- [Action item]: Wherever a line in the records contains the word "PartialEq", return that line.

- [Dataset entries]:
+-------+
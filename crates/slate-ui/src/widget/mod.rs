//! Custom widgets drawn alongside iced's `text_editor`.
//!
//! ## Learning: Custom Widgets in Iced
//!
//! A widget implements `iced::advanced::Widget`: `size` and `layout` claim
//! space, `draw` paints into it. Neither widget here handles events, so
//! clicks and scrolling fall through to the editor.

pub mod gutter;
pub mod line_highlight;

pub use gutter::Gutter;
pub use line_highlight::LineHighlight;
//! Moving between the text widget's coordinates and the document's.
//!
//! The widget reports its caret as `(line, byte offset)` and can only be
//! steered with motions. The document counts columns in chars. Everything
//! that crosses that boundary goes through here.

use iced::widget::text_editor::{Action, Content, Edit, Motion};
use slate_buffer::{Position, Snapshot};
use slate_core::document::compose;
use slate_core::LineEnding;

/// Char column of byte offset `byte` within `line`.
pub fn char_column(line: &str, byte: usize) -> usize {
    line.char_indices().take_while(|(i, _)| *i < byte).count()
}

/// Chars before `position`, counting each line break as one.
pub fn char_offset<I>(lines: I, position: Position) -> usize
where
    I: IntoIterator,
    I::Item: std::ops::Deref<Target = str>,
{
    let mut offset = 0;
    for (index, line) in lines.into_iter().enumerate() {
        if index == position.line {
            return offset + position.column.min(line.chars().count());
        }
        offset += line.chars().count() + 1;
    }
    // Past the last line: the end of the text
    offset.saturating_sub(1)
}

/// The widget caret as a document position.
pub fn caret(content: &Content) -> Position {
    let (line, byte) = content.cursor_position();
    let column = content
        .line(line)
        .map(|text| char_column(&text, byte))
        .unwrap_or(0);
    Position::new(line, column)
}

/// The widget's text with `\n` separators and no final terminator.
pub fn display_text(content: &Content) -> String {
    compose(content.lines(), LineEnding::Lf, false)
}

/// Current text and caret, for the undo history.
pub fn snapshot(content: &Content) -> Snapshot {
    Snapshot::new(display_text(content), caret(content))
}

/// Creates widget content showing `text` (`\n` separators).
pub fn content_from(text: &str) -> Content {
    let mut content = Content::with_text(text);
    // The widget drops a trailing empty line; put it back
    if text.ends_with('\n') {
        content.perform(Action::Move(Motion::DocumentEnd));
        content.perform(Action::Edit(Edit::Enter));
        content.perform(Action::Move(Motion::DocumentStart));
    }
    content
}

/// Moves the caret to `target` without selecting.
///
/// Walks down visual rows until the target line is reached, so it works
/// with and without word wrap.
pub fn place(content: &mut Content, target: Position) {
    content.perform(Action::Move(Motion::DocumentStart));

    let mut current = content.cursor_position();
    while current.0 < target.line {
        content.perform(Action::Move(Motion::Down));
        let next = content.cursor_position();
        if next == current {
            break;
        }
        current = next;
    }
    content.perform(Action::Move(Motion::Home));

    for _ in 0..target.column {
        content.perform(Action::Move(Motion::Right));
    }
}

/// Selects from `start` to `end`, leaving the caret at `end`.
pub fn select(content: &mut Content, start: Position, end: Position) {
    let length = char_offset(content.lines(), end).saturating_sub(char_offset(content.lines(), start));
    place(content, start);
    for _ in 0..length {
        content.perform(Action::Select(Motion::Right));
    }
}

#[cfg(test)]
mod tests {
    use super::*;

    #[test]
    fn test_char_column_counts_chars_not_bytes() {
        assert_eq!(char_column("hello", 3), 3);
        assert_eq!(char_column("héllo", 3), 2);
        assert_eq!(char_column("日本語", 6), 2);
        assert_eq!(char_column("abc", 99), 3);
    }

    #[test]
    fn test_char_offset() {
        let lines = ["ab", "cde", ""];
        assert_eq!(char_offset(lines, Position::new(0, 0)), 0);
        assert_eq!(char_offset(lines, Position::new(1, 2)), 5);
        assert_eq!(char_offset(lines, Position::new(2, 0)), 7);
        // Columns clamp to the line
        assert_eq!(char_offset(lines, Position::new(0, 10)), 2);
        // Lines past the end clamp to the end of the text
        assert_eq!(char_offset(lines, Position::new(9, 0)), 7);
    }

    #[test]
    fn test_content_keeps_trailing_empty_line() {
        let content = content_from("a\nb\n");
        assert_eq!(content.line_count(), 3);
        assert_eq!(display_text(&content), "a\nb\n");

        let plain = content_from("a\nb");
        assert_eq!(plain.line_count(), 2);
        assert_eq!(caret(&plain), Position::ZERO);
    }
}
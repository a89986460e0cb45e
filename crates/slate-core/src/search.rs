//! Find next / find previous with a single wrap-around.
//!
//! A search starts at the current selection (the end of it going forward,
//! the start of it going backward). When the first scan comes up empty, it
//! restarts from the opposite end of the document exactly once. A second
//! miss means the text is not in the document at all.

use std::ops::Range;

use slate_buffer::TextBuffer;

/// Which way to scan.
#[derive(Debug, Clone, Copy, PartialEq, Eq)]
pub enum SearchDirection {
    Forward,
    Backward,
}

/// Matching options.
#[derive(Debug, Clone, Copy, PartialEq, Eq, Default)]
pub struct SearchOptions {
    pub case_sensitive: bool,
}

/// Result of a search.
#[derive(Debug, Clone, PartialEq, Eq)]
pub enum SearchOutcome {
    /// A match, as a char range; `wrapped` is set when it was found only
    /// after restarting from the other end
    Found { range: Range<usize>, wrapped: bool },
    /// No match anywhere
    NotFound,
}

/// Text that can be scanned for a literal pattern.
pub trait Searchable {
    /// Total length in chars.
    fn len_chars(&self) -> usize;

    /// First match starting at or after `from`.
    fn find_forward(&self, pattern: &str, from: usize, case_sensitive: bool) -> Option<Range<usize>>;

    /// Last match starting before `before`.
    fn find_backward(&self, pattern: &str, before: usize, case_sensitive: bool) -> Option<Range<usize>>;
}

impl Searchable for TextBuffer {
    fn len_chars(&self) -> usize {
        TextBuffer::len_chars(self)
    }

    fn find_forward(&self, pattern: &str, from: usize, case_sensitive: bool) -> Option<Range<usize>> {
        TextBuffer::find_forward(self, pattern, from, case_sensitive)
    }

    fn find_backward(&self, pattern: &str, before: usize, case_sensitive: bool) -> Option<Range<usize>> {
        TextBuffer::find_backward(self, pattern, before, case_sensitive)
    }
}

/// Searches `haystack` for `query` starting from the selection `origin`.
///
/// Returns `None` for an empty query, which is a no-op.
pub fn search(
    haystack: &impl Searchable,
    query: &str,
    origin: Range<usize>,
    direction: SearchDirection,
    options: SearchOptions,
) -> Option<SearchOutcome> {
    if query.is_empty() {
        return None;
    }

    let cs = options.case_sensitive;
    let len = haystack.len_chars();
    let origin = origin.start.min(len)..origin.end.min(len);

    let first = match direction {
        SearchDirection::Forward => haystack.find_forward(query, origin.end, cs),
        SearchDirection::Backward => haystack.find_backward(query, origin.start, cs),
    };

    if let Some(range) = first {
        return Some(SearchOutcome::Found {
            range,
            wrapped: false,
        });
    }

    // Restart from the opposite end, once
    let wrapped = match direction {
        SearchDirection::Forward => haystack.find_forward(query, 0, cs),
        SearchDirection::Backward => haystack.find_backward(query, len, cs),
    };

    Some(match wrapped {
        Some(range) => SearchOutcome::Found {
            range,
            wrapped: true,
        },
        None => SearchOutcome::NotFound,
    })
}

/// The search bar's state: query, options and the last outcome.
#[derive(Debug, Clone, Default)]
pub struct SearchState {
    pub query: String,
    pub options: SearchOptions,
    last: Option<SearchOutcome>,
}

impl SearchState {
    pub fn new(options: SearchOptions) -> Self {
        Self {
            options,
            ..Self::default()
        }
    }

    pub fn last_outcome(&self) -> Option<&SearchOutcome> {
        self.last.as_ref()
    }

    pub fn set_last_outcome(&mut self, outcome: SearchOutcome) {
        self.last = Some(outcome);
    }

    /// Forgets the last outcome, e.g. after the query changed.
    pub fn reset(&mut self) {
        self.last = None;
    }
}
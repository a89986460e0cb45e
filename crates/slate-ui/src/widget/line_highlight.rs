//! Draws the current-line band underneath the text editor.

use iced::advanced::layout::{self, Layout};
use iced::advanced::renderer;
use iced::advanced::widget::{Tree, Widget};
use iced::advanced::mouse;
use iced::{Element, Length, Rectangle, Size};
use slate_core::ExtraHighlights;

use crate::theme;

/// Fills every rectangle of an [`ExtraHighlights`] set across the full
/// width of the widget. Place it below the editor in a `stack!`.
pub struct LineHighlight {
    highlights: ExtraHighlights,
}

impl LineHighlight {
    pub fn new(highlights: ExtraHighlights) -> Self {
        Self { highlights }
    }
}

impl<Message, Theme, Renderer> Widget<Message, Theme, Renderer> for LineHighlight
where
    Renderer: iced::advanced::Renderer,
{
    fn size(&self) -> Size<Length> {
        Size::new(Length::Fill, Length::Fill)
    }

    fn layout(&self, _tree: &mut Tree, _renderer: &Renderer, limits: &layout::Limits) -> layout::Node {
        layout::atomic(limits, Length::Fill, Length::Fill)
    }

    fn draw(
        &self,
        _tree: &Tree,
        renderer: &mut Renderer,
        _theme: &Theme,
        _style: &renderer::Style,
        layout: Layout<'_>,
        _cursor: mouse::Cursor,
        _viewport: &Rectangle,
    ) {
        let bounds = layout.bounds();

        for rect in self.highlights.iter() {
            let band = Rectangle {
                x: bounds.x,
                y: bounds.y + rect.y,
                width: bounds.width,
                height: rect.height,
            };
            // Bands scrolled partly out of view are clipped to the widget
            if let Some(visible) = band.intersection(&bounds) {
                renderer.fill_quad(
                    renderer::Quad {
                        bounds: visible,
                        ..Default::default()
                    },
                    theme::color(rect.color),
                );
            }
        }
    }
}

impl<'a, Message, Theme, Renderer> From<LineHighlight> for Element<'a, Message, Theme, Renderer>
where
    Renderer: iced::advanced::Renderer + 'a,
{
    fn from(highlight: LineHighlight) -> Self {
        Element::new(highlight)
    }
}
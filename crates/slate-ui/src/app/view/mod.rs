pub mod editor;
pub mod settings;

use iced::widget::{
    button, column, container, horizontal_space, mouse_area, row, stack, text, text_input,
    Column, Space,
};
use iced::{Alignment, Element, Length, Padding};
use slate_core::{NotificationKind, Palette};

use crate::app::{App, Message, Page, CONTEXT_MENU_WIDTH, SEPARATOR};
use crate::theme;

/// Id of the search box, so it can be focused from a shortcut.
pub fn search_input_id() -> text_input::Id {
    text_input::Id::new("search")
}

impl App {
    pub fn view(&self) -> Element<'_, Message> {
        let palette = Palette::for_mode(self.editor.theme());

        let page = match self.page {
            Page::Editor => self.view_editor_page(palette),
            Page::Settings => self.view_settings(palette),
        };

        let content = row![
            self.view_nav_rail(palette),
            vertical_separator(palette),
            page,
        ]
        .height(Length::Fill);

        let main_view: Element<'_, Message> = container(content)
            .width(Length::Fill)
            .height(Length::Fill)
            .style(theme::surface(palette.window_bg))
            .into();

        let tracked_view: Element<'_, Message> = mouse_area(main_view)
            .on_move(Message::MouseMoved)
            .into();

        let with_menu: Element<'_, Message> = if self.context_menu.visible {
            stack![
                mouse_area(
                    container(Space::new(Length::Fill, Length::Fill))
                        .width(Length::Fill)
                        .height(Length::Fill)
                )
                .on_press(Message::HideEditorContextMenu),
                tracked_view,
                self.view_editor_context_menu(palette),
            ]
            .into()
        } else {
            tracked_view
        };

        match self.view_notification(palette) {
            Some(toast) => stack![with_menu, toast].into(),
            None => with_menu,
        }
    }

    pub fn editor_menu_btn<'a>(
        palette: &'static Palette,
        label: &'a str,
        shortcut: &'a str,
        msg: Message,
        enabled: bool,
    ) -> Element<'a, Message> {
        let text_color = if enabled { palette.text } else { palette.text_muted };

        let btn = button(
            row![
                text(label).size(12).color(theme::color(text_color)),
                horizontal_space(),
                text(shortcut).size(11).color(theme::color(palette.text_muted)),
            ]
            .width(Length::Fill)
            .align_y(Alignment::Center),
        )
        .width(Length::Fill)
        .padding(Padding::from([6, 12]))
        .style(theme::flat_button(palette, false));

        if enabled {
            btn.on_press(msg).into()
        } else {
            btn.into()
        }
    }

    pub fn view_editor_context_menu(&self, palette: &'static Palette) -> Element<'_, Message> {
        let has_selection = self.content.selection().is_some();
        let editable = !self.editor.read_only();

        let items: Vec<Element<'_, Message>> = vec![
            Self::editor_menu_btn(palette, "Cut", "Ctrl+X", Message::EditorCut, has_selection && editable),
            Self::editor_menu_btn(palette, "Copy", "Ctrl+C", Message::EditorCopy, has_selection),
            Self::editor_menu_btn(palette, "Paste", "Ctrl+V", Message::EditorPaste, editable),
            horizontal_separator(palette),
            Self::editor_menu_btn(palette, "Select All", "Ctrl+A", Message::EditorSelectAll, true),
        ];

        let menu_box = container(Column::with_children(items).width(Length::Fixed(CONTEXT_MENU_WIDTH)))
            .padding(4)
            .style(theme::popup(palette));

        let x = self.context_menu.position.x;
        let y = self.context_menu.position.y;

        column![
            Space::with_height(Length::Fixed(y)),
            row![Space::with_width(Length::Fixed(x)), menu_box],
        ]
        .width(Length::Fill)
        .height(Length::Fill)
        .into()
    }

    /// The visible notification, pinned to the top center.
    fn view_notification(&self, palette: &'static Palette) -> Option<Element<'_, Message>> {
        let notification = self.notifier.current()?;

        let (marker, accent) = match notification.kind {
            NotificationKind::Success => ("OK", iced::Color::from_rgb8(0x0f, 0x7b, 0x0f)),
            NotificationKind::Warning => ("!", iced::Color::from_rgb8(0x9d, 0x5d, 0x00)),
            NotificationKind::Error => ("x", iced::Color::from_rgb8(0xc4, 0x2b, 0x1c)),
        };

        let toast = container(
            row![
                text(marker).size(12).color(accent),
                text(notification.title.as_str())
                    .size(13)
                    .color(theme::color(palette.text)),
                text(notification.message.as_str())
                    .size(12)
                    .color(theme::color(palette.text)),
                horizontal_space(),
                button(text("x").size(11).color(theme::color(palette.text_muted)))
                    .padding(Padding::from([2, 6]))
                    .style(theme::flat_button(palette, false))
                    .on_press(Message::DismissNotification(notification.id)),
            ]
            .spacing(10)
            .align_y(Alignment::Center),
        )
        .width(Length::Fixed(420.0))
        .padding(Padding::from([8, 12]))
        .style(theme::popup(palette));

        Some(
            container(toast)
                .padding(Padding::from([12, 0]))
                .center_x(Length::Fill)
                .into(),
        )
    }
}

pub fn horizontal_separator<'a>(palette: &'static Palette) -> Element<'a, Message> {
    container(Space::new(Length::Fill, SEPARATOR))
        .style(theme::separator(palette))
        .into()
}

pub fn vertical_separator<'a>(palette: &'static Palette) -> Element<'a, Message> {
    container(Space::new(SEPARATOR, Length::Fill))
        .style(theme::separator(palette))
        .into()
}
+-------+
- [Exercise answer]:
#[derive(Debug, Clone, Copy, PartialEq, Eq)]
#[derive(Debug, Clone, Copy, PartialEq, Eq, Default)]
#[derive(Debug, Clone, PartialEq, Eq)]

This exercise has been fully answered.